Als Vermarkter weiß ich, wie schwierig es sein kann, den Wert des Marketings zu demonstrieren. Vermarkter arbeiten hart daran, neue und kreative Wege zu finden, um neue Kunden dazu zu bringen, Produkte zu kaufen (B2C), Inhalte anzuzeigen (Medien) oder in Leads umzuwandeln (B2B). Viele der Metriken, die Vermarkter verwenden, um ihre Bemühungen zu rechtfertigen, sind kurzfristig.
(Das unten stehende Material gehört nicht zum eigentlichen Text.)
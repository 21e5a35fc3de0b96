//! Graph Store Error Types
//!
//! Error cases for graph database operations. Higher-level clone failures
//! are handled by the service-layer error type.

use thiserror::Error;

/// Graph store operation errors
#[derive(Error, Debug)]
pub enum GraphStoreError {
    /// A node the store expected to exist could not be loaded
    #[error("Node not found: {id}")]
    NodeNotFound { id: String },

    /// Attempted to create a relationship to a node that does not exist
    #[error("Relationship endpoint does not exist: {id}")]
    DanglingReference { id: String },

    /// The database rejected or could not execute an operation
    #[error("Graph store unavailable: {0}")]
    Unavailable(#[from] surrealdb::Error),

    /// A query completed but its result could not be used
    #[error("Query failed: {context}")]
    QueryFailed { context: String },
}

impl GraphStoreError {
    /// Create a node not found error
    pub fn node_not_found(id: impl Into<String>) -> Self {
        Self::NodeNotFound { id: id.into() }
    }

    /// Create a dangling reference error
    pub fn dangling_reference(id: impl Into<String>) -> Self {
        Self::DanglingReference { id: id.into() }
    }

    /// Create a query failed error with context
    pub fn query_failed(context: impl Into<String>) -> Self {
        Self::QueryFailed {
            context: context.into(),
        }
    }
}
Zählungen von Unique Visitors, Bounces, Orders und Leads kratzen oft nur an der Oberfläche dessen, was benötigt wird.

Angenommen, Sie arbeiten für ein B2B-Softwareunternehmen und haben Kampagnen, die hervorheben, welche Funktionen Ihr Produkt besser machen als die Ihrer Mitbewerber. Ihre Marketingkampagne kann bezahlte Suchanzeigen, Display-Anzeigen und Videoanzeigen enthalten, um Benutzer dazu zu bringen, an einer kostenlosen Testversion Ihres Softwareprodukts teilzunehmen. Sie können die Marketinganalysefunktion verwenden, um zu sehen, welche Teile Ihrer Marketingkampagne die meisten Benutzer zu Ihren digitalen Eigenschaften führen. Bis zueinem gewissenGrad (aufgrund der Mängel bei der Multi-Touch-Zuordnung) können Sie auch sehen, welche Kampagnenelemente dazu führen, dass Benutzer Lead-Formulare ausfüllen. Aber nehmen wir an, Benutzer brauchen ein paar Wochen oder Monate, um sich mit Ihrer kostenlosen Testversion zu beschäftigen und sie schließlich zu kaufen.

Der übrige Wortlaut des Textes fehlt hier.